Circular RNA circDLG1 contributes to HCC progression by regulating the miR-141-3p/WTAP axis.

This study aims to explore novel and reliable biomarkers for predicting hepatocellular carcinoma (HCC) prognosis. Circular RNAs (circRNAs) were determined by analysis of human circRNA arrays and quantitative reverse transcription polymerase reactions.

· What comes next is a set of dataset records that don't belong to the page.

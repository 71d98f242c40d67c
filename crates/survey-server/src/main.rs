//! survey-server binary.
//!
//! Reads `config.toml` (or the path given with `--config`) layered with
//! `SURVEY_*` environment variables, opens the SQLite store, and serves the
//! survey API over HTTP under `/v1/surveys`.

use std::path::PathBuf;

use anyhow::Context as _;
use clap::Parser;
use survey_server::{build_state, expand_tilde, load_config, router};
use survey_store_sqlite::SqliteStore;
use tokio::net::TcpListener;
use tracing::level_filters::LevelFilter;
use tracing_subscriber::EnvFilter;

#[derive(Parser)]
#[command(author, version, about = "Survey authoring and response server")]
struct Cli {
  /// Path to the TOML configuration file.
  #[arg(short, long, default_value = "config.toml")]
  config: PathBuf,
}

#[tokio::main]
async fn main() -> anyhow::Result<()> {
  tracing_subscriber::fmt()
    .with_env_filter(
      EnvFilter::builder()
        .with_default_directive(LevelFilter::INFO.into())
        .from_env_lossy(),
    )
    .init();

  let cli = Cli::parse();
  let server_cfg = load_config(&cli.config)?;

  let store_path = expand_tilde(&server_cfg.store_path);
  if let Some(parent) = store_path.parent().filter(|p| !p.as_os_str().is_empty()) {
    std::fs::create_dir_all(parent)
      .with_context(|| format!("failed to create {parent:?}"))?;
  }
  let store = SqliteStore::open(&store_path)
    .await
    .with_context(|| format!("failed to open store at {store_path:?}"))?;

  let app = router(build_state(store, &server_cfg)?);
  let address = format!("{}:{}", server_cfg.host, server_cfg.port);

  tracing::info!("Listening on http://{address}");
  let listener = TcpListener::bind(&address)
    .await
    .with_context(|| format!("failed to bind {address}"))?;

  let app = axum::ServiceExt::<axum::extract::Request>::into_make_service(app);
  axum::serve(listener, app).await.context("server error")?;

  Ok(())
}
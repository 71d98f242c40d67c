//! API error type and [`axum::response::IntoResponse`] implementation.

use axum::{
  Json,
  http::StatusCode,
  response::{IntoResponse, Response},
};
use serde_json::json;
use survey_core::Error as CoreError;
use thiserror::Error;

/// An error returned by an API handler.
#[derive(Debug, Error)]
pub enum ApiError {
  #[error("bad request: {0}")]
  BadRequest(String),

  #[error("unauthenticated")]
  Unauthorized,

  #[error("forbidden: {0}")]
  Forbidden(String),

  #[error("not found: {0}")]
  NotFound(String),

  #[error("precondition failed")]
  PreconditionFailed,

  #[error("server error: {0}")]
  Internal(#[source] CoreError),
}

impl ApiError {
  /// Map a service error for endpoints that report every client-side
  /// failure, missing entities included, as a bad request.
  pub fn client_fault(err: CoreError) -> Self {
    match err {
      CoreError::AccessDenied => Self::Forbidden(err.to_string()),
      CoreError::StaleResponse(_) => Self::PreconditionFailed,
      e if e.is_server_fault() => Self::Internal(e),
      e => Self::BadRequest(e.to_string()),
    }
  }
}

impl From<CoreError> for ApiError {
  fn from(err: CoreError) -> Self {
    match err {
      CoreError::NotFound { .. } => Self::NotFound(err.to_string()),
      CoreError::AccessDenied => Self::Forbidden(err.to_string()),
      CoreError::StaleResponse(_) => Self::PreconditionFailed,
      e if e.is_server_fault() => Self::Internal(e),
      e => Self::BadRequest(e.to_string()),
    }
  }
}

impl IntoResponse for ApiError {
  fn into_response(self) -> Response {
    let (status, message) = match &self {
      ApiError::BadRequest(m) => (StatusCode::BAD_REQUEST, m.clone()),
      ApiError::Unauthorized => (StatusCode::UNAUTHORIZED, self.to_string()),
      ApiError::Forbidden(m) => (StatusCode::FORBIDDEN, m.clone()),
      ApiError::NotFound(m) => (StatusCode::NOT_FOUND, m.clone()),
      ApiError::PreconditionFailed => (StatusCode::PRECONDITION_FAILED, self.to_string()),
      ApiError::Internal(e) => {
        tracing::error!(error = %e, "request failed");
        (StatusCode::INTERNAL_SERVER_ERROR, e.to_string())
      }
    };
    (status, Json(json!({ "error": message }))).into_response()
  }
}
//! Core types and services for the survey system.
//!
//! This crate is deliberately free of HTTP and database dependencies. The
//! storage backend plugs in through [`store::SurveyStore`]; the HTTP layer
//! drives everything through [`service::SurveyService`], gating reads with
//! [`access::AccessPolicy`] and rendering reports via
//! [`report::ReportRegistry`].

pub mod access;
pub mod codec;
pub mod error;
pub mod question;
pub mod report;
pub mod response;
pub mod service;
pub mod store;
pub mod summary;
pub mod survey;
pub mod text_group;

pub use error::{Error, Result};
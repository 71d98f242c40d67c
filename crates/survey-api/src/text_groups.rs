//! Handlers for `/textGroup` endpoints.

use axum::{
  Json,
  extract::State,
  http::StatusCode,
  response::IntoResponse,
};
use bytes::Bytes;
use serde::Deserialize;
use survey_core::{store::SurveyStore, text_group::TextGroup};

use crate::{
  AppState, parse_body,
  auth::{Authenticated, Role},
  error::ApiError,
  extract::{Path, Query},
};

/// `POST /textGroup`; replaces the text of an existing key and variant.
pub async fn create<S: SurveyStore + 'static>(
  State(state): State<AppState<S>>,
  Authenticated(principal): Authenticated,
  body: Bytes,
) -> Result<impl IntoResponse, ApiError> {
  state.auth.require(&principal, Role::Admin)?;
  let entry: TextGroup = parse_body(&body)?;
  let entry = state.service.create_text_group(entry).await?;
  Ok((StatusCode::CREATED, Json(entry)))
}

#[derive(Debug, Deserialize)]
pub struct VariantParams {
  pub variant: Option<String>,
}

/// `GET /textGroup/{key}[?variant=<name>]`, variant defaulting to
/// [`DEFAULT_VARIANT`](survey_core::text_group::DEFAULT_VARIANT).
pub async fn get_one<S: SurveyStore + 'static>(
  State(state): State<AppState<S>>,
  Authenticated(principal): Authenticated,
  Path(key): Path<String>,
  Query(params): Query<VariantParams>,
) -> Result<Json<TextGroup>, ApiError> {
  state.auth.require(&principal, Role::User)?;
  let entry = state
    .service
    .get_text_group(&key, params.variant.as_deref())
    .await?;
  Ok(Json(entry))
}
//! Wiring for the survey server binary: configuration, report registry and
//! the top-level router.

use std::{
  collections::BTreeMap,
  path::{Path, PathBuf},
};

use anyhow::Context as _;
use axum::Router;
use serde::Deserialize;
use survey_api::{AppState, AuthConfig};
use survey_core::{access::AccessPolicy, report::ReportRegistry, store::SurveyStore};
use tower::Layer as _;
use tower_http::{
  normalize_path::{NormalizePath, NormalizePathLayer},
  trace::TraceLayer,
};

/// Path prefix the API is served under.
pub const API_PREFIX: &str = "/v1/surveys";

/// The served application: the router behind trailing-slash normalisation.
pub type App = NormalizePath<Router>;

// ─── Configuration ────────────────────────────────────────────────────────────

/// Runtime server configuration, deserialised from `config.toml` and
/// `SURVEY_*` environment variables.
#[derive(Debug, Clone, Deserialize)]
#[serde(default)]
pub struct ServerConfig {
  pub host:           String,
  pub port:           u16,
  pub store_path:     PathBuf,
  pub auth:           AuthSection,
  /// Roles allowed to read other users' responses and reports.
  pub reviewer_roles: Vec<String>,
  pub reports:        ReportsSection,
}

impl Default for ServerConfig {
  fn default() -> Self {
    Self {
      host:           "127.0.0.1".into(),
      port:           8080,
      store_path:     PathBuf::from("~/.local/share/survey/survey.db"),
      auth:           AuthSection::default(),
      reviewer_roles: Vec::new(),
      reports:        ReportsSection::default(),
    }
  }
}

#[derive(Debug, Clone, Deserialize)]
#[serde(default)]
pub struct AuthSection {
  pub user_header:  String,
  pub roles_header: String,
  pub admin_role:   String,
  pub user_role:    String,
}

impl Default for AuthSection {
  fn default() -> Self {
    let d = AuthConfig::default();
    Self {
      user_header:  d.user_header,
      roles_header: d.roles_header,
      admin_role:   d.admin_role,
      user_role:    d.user_role,
    }
  }
}

impl From<AuthSection> for AuthConfig {
  fn from(s: AuthSection) -> Self {
    Self {
      user_header:  s.user_header.to_ascii_lowercase(),
      roles_header: s.roles_header.to_ascii_lowercase(),
      admin_role:   s.admin_role,
      user_role:    s.user_role,
    }
  }
}

#[derive(Debug, Clone, Deserialize)]
#[serde(default)]
pub struct ReportsSection {
  /// Fallback strategy; empty means none.
  pub default: String,
  /// Survey canonical name → strategy name.
  pub surveys: BTreeMap<String, String>,
}

impl Default for ReportsSection {
  fn default() -> Self {
    Self {
      default: "answers".into(),
      surveys: BTreeMap::new(),
    }
  }
}

/// Layer `path` (optional) under `SURVEY_*` environment variables. Nested
/// keys use `__`, e.g. `SURVEY_AUTH__ADMIN_ROLE`; `SURVEY_REVIEWER_ROLES`
/// is comma-separated.
pub fn load_config(path: &Path) -> anyhow::Result<ServerConfig> {
  let settings = config::Config::builder()
    .add_source(config::File::from(path).required(false))
    .add_source(
      config::Environment::with_prefix("SURVEY")
        .prefix_separator("_")
        .separator("__")
        .list_separator(",")
        .with_list_parse_key("reviewer_roles")
        .try_parsing(true),
    )
    .build()
    .context("failed to read config file")?;

  settings
    .try_deserialize()
    .context("failed to deserialise ServerConfig")
}

/// Expand a leading `~` to the user's home directory.
pub fn expand_tilde(path: &Path) -> PathBuf {
  let s = path.to_string_lossy();
  if let Some(rest) = s.strip_prefix("~/")
    && let Ok(home) = std::env::var("HOME")
  {
    return PathBuf::from(home).join(rest);
  }
  path.to_path_buf()
}

// ─── Wiring ───────────────────────────────────────────────────────────────────

/// The built-in strategies with the configured default and survey mappings.
pub fn build_registry(reports: &ReportsSection) -> anyhow::Result<ReportRegistry> {
  let default = Some(reports.default.trim()).filter(|d| !d.is_empty());
  let builder = reports
    .surveys
    .iter()
    .fold(ReportRegistry::with_builtin().default_strategy(default), |b, (survey, strategy)| {
      b.map_survey(survey.clone(), strategy.clone())
    });
  builder.build().context("invalid report configuration")
}

pub fn build_state<S: SurveyStore>(store: S, config: &ServerConfig) -> anyhow::Result<AppState<S>> {
  let reports = build_registry(&config.reports)?;
  tracing::info!(
    strategies = ?reports.strategy_names().collect::<Vec<_>>(),
    reviewer_roles = ?config.reviewer_roles,
    "report registry ready"
  );
  Ok(AppState::new(
    store,
    AccessPolicy::new(config.reviewer_roles.clone()),
    reports,
    config.auth.clone().into(),
  ))
}

/// The API nested under [`API_PREFIX`], with request tracing.
///
/// A trailing slash is trimmed before routing, so `/v1/surveys/` and
/// `/v1/surveys/questions/` reach the same handlers as their bare forms.
/// The normaliser has to wrap the router; as a router layer it would run
/// after route matching.
pub fn router<S: SurveyStore + 'static>(state: AppState<S>) -> App {
  NormalizePathLayer::trim_trailing_slash().layer(
    Router::new()
      .nest(API_PREFIX, survey_api::api_router(state))
      .layer(TraceLayer::new_for_http()),
  )
}
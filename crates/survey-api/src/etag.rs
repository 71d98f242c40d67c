//! ETag computation for [`Response`] resources.
//!
//! ETags are SHA-256 hashes over the response id, its update timestamp and
//! every `(question, answer)` selection, taken in a deterministic order.

use axum::http::{HeaderMap, header};
use sha2::{Digest, Sha256};
use survey_core::response::Response;

use crate::error::ApiError;

/// Compute the quoted ETag for `response`.
///
/// Stable: the same selections in any answer order give the same ETag.
pub fn compute_etag(response: &Response) -> String {
  let mut pairs: Vec<(i64, i64)> = response
    .answers
    .iter()
    .flat_map(|ra| ra.selected.iter().map(move |id| (ra.question, *id)))
    .collect();
  pairs.sort_unstable();

  let mut hasher = Sha256::new();
  hasher.update(response.id.to_le_bytes());
  hasher.update(response.updated_at.timestamp_micros().to_le_bytes());
  for (question, answer) in pairs {
    hasher.update(question.to_le_bytes());
    hasher.update(answer.to_le_bytes());
  }
  format!("\"{}\"", hex::encode(hasher.finalize()))
}

fn strip_quotes(s: &str) -> &str {
  let s = s.trim();
  let s = s.strip_prefix("W/").unwrap_or(s);
  s.trim_matches('"')
}

/// Fail with 412 when an `If-Match` header is present and names neither `*`
/// nor the current ETag of `response`.
///
/// Returns whether a precondition was given, in which case the write must
/// still be made conditional on `response` being unchanged.
pub fn check_if_match(headers: &HeaderMap, response: &Response) -> Result<bool, ApiError> {
  let Some(if_match) = headers.get(header::IF_MATCH) else { return Ok(false) };
  let if_match = if_match.to_str().map_err(|_| ApiError::PreconditionFailed)?;

  let current = compute_etag(response);
  let matches = if_match
    .split(',')
    .any(|tag| tag.trim() == "*" || strip_quotes(tag) == strip_quotes(&current));
  if matches {
    Ok(true)
  } else {
    tracing::warn!(response = response.id, "stale If-Match on response update");
    Err(ApiError::PreconditionFailed)
  }
}
#[tokio::test]
async fn update_survey_keeps_canonical_name() {
  let s = store().await;
  let survey = s.insert_survey(survey_input("career"), "admin".into()).await.unwrap().unwrap();

  let mut input = survey_input("renamed");
  input.title = Some("New title".into());
  input.status = PublishedState::Published;
  let updated = s.update_survey(survey.id, input, "editor".into()).await.unwrap().unwrap();

  assert_eq!(updated.canonical_name, "career");
  assert_eq!(updated.title.as_deref(), Some("New title"));
  assert_eq!(updated.status, PublishedState::Published);
  assert_eq!(updated.last_update_user, "editor");
  assert!(updated.last_update_date >= survey.last_update_date);
}

// ─── Store: text groups ──────────────────────────────────────────────────────

#[tokio::test]
async fn text_group_upsert_replaces_text_per_variant() {
  let s = store().await;
  let entry = |variant: &str, text: &str| TextGroup {
    key:     "welcome".into(),
    variant: variant.into(),
    text:    text.into(),
  };

  s.upsert_text_group(entry("default", "Hello")).await.unwrap();
  s.upsert_text_group(entry("formal", "Good day")).await.unwrap();
  s.upsert_text_group(entry("default", "Hi")).await.unwrap();

  let default = s.get_text_group("welcome", "default").await.unwrap().unwrap();
  assert_eq!(default.text, "Hi");
  let formal = s.get_text_group("welcome", "formal").await.unwrap().unwrap();
  assert_eq!(formal.text, "Good day");
  assert!(s.get_text_group("welcome", "casual").await.unwrap().is_none());
}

To test for an interaction between circDLG1, we used luciferase reporter assays, RNA immunoprecipitation, and fluorescence in situ hybridization assays that were employed to test the interaction between circDLG1, miR-141-3p, and WTAP. q-RT-PCR and western blot were used to evaluate the target regulation of miR-141-3p and WTAP. shRNA-mediated knockdown of circDLG1, proliferation, migration, and invasion experiment of metastasis were used to evaluate the function of circDLG. CircDLG1 rather than lining DLG1 was upregulated in HCC tissues, from HCC patients as well as HCC cell lines compared to normal controls. circDLG1 high expression in HCC patients was correlated with shorter overall survival. Knockdown of circDLG1 and miR-141-3p mimic could inhibit the tumorigenesis of HCC cells in vivo and in vitro. Importantly, we demonstrated that circDLG1 could act as a sponge of miR-141-3p to regulate the expression of WTAP, and further suppress the tumorigenesis of HCC cells. Our study reveals that circDLG1 can serve as a novel potential circulating biomarker for the detection of HCC. circDLG1 participates in the progression of HCC cells by sponging miR-141-3p with WTAP, providing new insight into the treatment of HCC.